§ Task goal
Please give the listing again in its entirety, exactly as written.

§ Records supplied

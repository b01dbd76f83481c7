use std::f32::consts::{PI, TAU};

use crate::game::constants::amoeba::AIM_SPEED;
use crate::game::constants::thrust_for_radius;
use crate::game::entity::Entity;
use crate::util::vec2::Vec2;

/// Per-frame damping factors for `dv/dt = -k * v` with `k = -ln(rate)`.
///
/// CRITICAL: integrated in closed form so the result does not depend on how a
/// span of time is split into frames; never `velocity *= constant` per frame.
#[derive(Debug, Clone, Copy, PartialEq)]
pub struct DampedStep {
    /// rate^dt: velocity scale over the frame
    pub velocity_factor: f32,
    /// (rate^dt - 1) / ln(rate): displacement per unit of starting velocity
    pub displacement_factor: f32,
}

impl DampedStep {
    /// Factors for a frame of `dt` seconds. `damping_rate` must be in (0, 1).
    pub fn new(damping_rate: f32, dt: f32) -> Self {
        let pow_r_dt = damping_rate.powf(dt);
        Self {
            velocity_factor: pow_r_dt,
            displacement_factor: (pow_r_dt - 1.0) / damping_rate.ln(),
        }
    }
}

/// World rectangle entities are confined to
#[derive(Debug, Clone, Copy, PartialEq)]
pub struct Bounds {
    pub min: Vec2,
    pub max: Vec2,
}

impl Bounds {
    pub fn new(width: f32, height: f32) -> Self {
        Self {
            min: Vec2::ZERO,
            max: Vec2::new(width, height),
        }
    }
}

/// Integrate one moving entity over a frame.
///
/// Returns true if the position changed (the caller must then re-bucket the
/// entity in the spatial grid).
pub fn integrate(entity: &mut Entity, step: &DampedStep, bounds: &Bounds) -> bool {
    let old = entity.position;

    entity.position += entity.velocity * step.displacement_factor;
    entity.velocity *= step.velocity_factor;
    entity.position = entity.position.clamp(bounds.min, bounds.max);

    if !entity.position.is_finite() {
        entity.position = old;
    }
    if !entity.velocity.is_finite() {
        entity.velocity = Vec2::ZERO;
    }

    entity.position != old
}

/// Apply a player's movement intent; bigger amoebae accelerate more slowly
pub fn apply_thrust(entity: &mut Entity, move_dir: Vec2, dt: f32) {
    if move_dir.is_zero(1e-6) {
        return;
    }
    let strength = thrust_for_radius(entity.radius) * dt;
    entity.accelerate(move_dir, strength);
}

/// Wrap an angle difference into (-PI, PI]
#[inline]
pub fn wrap_angle(diff: f32) -> f32 {
    let wrapped = diff.rem_euclid(TAU);
    if wrapped > PI {
        wrapped - TAU
    } else {
        wrapped
    }
}

/// Normalize an angle into [0, 2*PI)
#[inline]
pub fn normalize_angle(angle: f32) -> f32 {
    let normalized = angle.rem_euclid(TAU);
    // rem_euclid can round up to exactly TAU for tiny negative inputs
    if normalized >= TAU {
        0.0
    } else {
        normalized
    }
}

/// Turn `current` toward the direction of `aim` along the shortest arc,
/// limited to `aim_speed * dt` radians. Zero aim keeps the current angle.
pub fn turn_towards(current: f32, aim: Vec2, aim_speed: f32, dt: f32) -> f32 {
    if aim.is_zero(1e-6) {
        return current;
    }
    let diff = wrap_angle(aim.angle() - current);
    let max_step = aim_speed * dt;
    normalize_angle(current + diff.clamp(-max_step, max_step))
}

/// Turn a player's turret toward its aim intent
pub fn update_aim(entity: &mut Entity, aim: Vec2, dt: f32) {
    if let Some(player) = entity.as_player_mut() {
        player.aim_angle = turn_towards(player.aim_angle, aim, AIM_SPEED, dt);
    }
}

§ Exercise solution
repository b01dbd76f83481c7
use std::f32::consts::{PI, TAU};

use crate::game::constants::amoeba::AIM_SPEED;
use crate::game::constants::thrust_for_radius;
use crate::game::entity::Entity;
use crate::util::vec2::Vec2;

/// Per-frame damping factors for `dv/dt = -k * v` with `k = -ln(rate)`.
///
/// CRITICAL: integrated in closed form so the result does not depend on how a
/// span of time is split into frames; never `velocity *= constant` per frame.
#[derive(Debug, Clone, Copy, PartialEq)]
pub struct DampedStep {
    /// rate^dt: velocity scale over the frame
    pub velocity_factor: f32,
    /// (rate^dt - 1) / ln(rate): displacement per unit of starting velocity
    pub displacement_factor: f32,
}

impl DampedStep {
    /// Factors for a frame of `dt` seconds. `damping_rate` must be in (0, 1).
    pub fn new(damping_rate: f32, dt: f32) -> Self {
        let pow_r_dt = damping_rate.powf(dt);
        Self {
            velocity_factor: pow_r_dt,
            displacement_factor: (pow_r_dt - 1.0) / damping_rate.ln(),
        }
    }
}

/// World rectangle entities are confined to
#[derive(Debug, Clone, Copy, PartialEq)]
pub struct Bounds {
    pub min: Vec2,
    pub max: Vec2,
}

impl Bounds {
    pub fn new(width: f32, height: f32) -> Self {
        Self {
            min: Vec2::ZERO,
            max: Vec2::new(width, height),
        }
    }
}

/// Integrate one moving entity over a frame.
///
/// Returns true if the position changed (the caller must then re-bucket the
/// entity in the spatial grid).
pub fn integrate(entity: &mut Entity, step: &DampedStep, bounds: &Bounds) -> bool {
    let old = entity.position;

    entity.position += entity.velocity * step.displacement_factor;
    entity.velocity *= step.velocity_factor;
    entity.position = entity.position.clamp(bounds.min, bounds.max);

    if !entity.position.is_finite() {
        entity.position = old;
    }
    if !entity.velocity.is_finite() {
        entity.velocity = Vec2::ZERO;
    }

    entity.position != old
}

/// Apply a player's movement intent; bigger amoebae accelerate more slowly
pub fn apply_thrust(entity: &mut Entity, move_dir: Vec2, dt: f32) {
    if move_dir.is_zero(1e-6) {
        return;
    }
    let strength = thrust_for_radius(entity.radius) * dt;
    entity.accelerate(move_dir, strength);
}

/// Wrap an angle difference into (-PI, PI]
#[inline]
pub fn wrap_angle(diff: f32) -> f32 {
    let wrapped = diff.rem_euclid(TAU);
    if wrapped > PI {
        wrapped - TAU
    } else {
        wrapped
    }
}

/// Normalize an angle into [0, 2*PI)
#[inline]
pub fn normalize_angle(angle: f32) -> f32 {
    let normalized = angle.rem_euclid(TAU);
    // rem_euclid can round up to exactly TAU for tiny negative inputs
    if normalized >= TAU {
        0.0
    } else {
        normalized
    }
}

/// Turn `current` toward the direction of `aim` along the shortest arc,
/// limited to `aim_speed * dt` radians. Zero aim keeps the current angle.
pub fn turn_towards(current: f32, aim: Vec2, aim_speed: f32, dt: f32) -> f32 {
    if aim.is_zero(1e-6) {
        return current;
    }
    let diff = wrap_angle(aim.angle() - current);
    let max_step = aim_speed * dt;
    normalize_angle(current + diff.clamp(-max_step, max_step))
}

/// Turn a player's turret toward its aim intent
pub fn update_aim(entity: &mut Entity, aim: Vec2, dt: f32) {
    if let Some(player) = entity.as_player_mut() {
        player.aim_angle = turn_towards(player.aim_angle, aim, AIM_SPEED, dt);
    }
}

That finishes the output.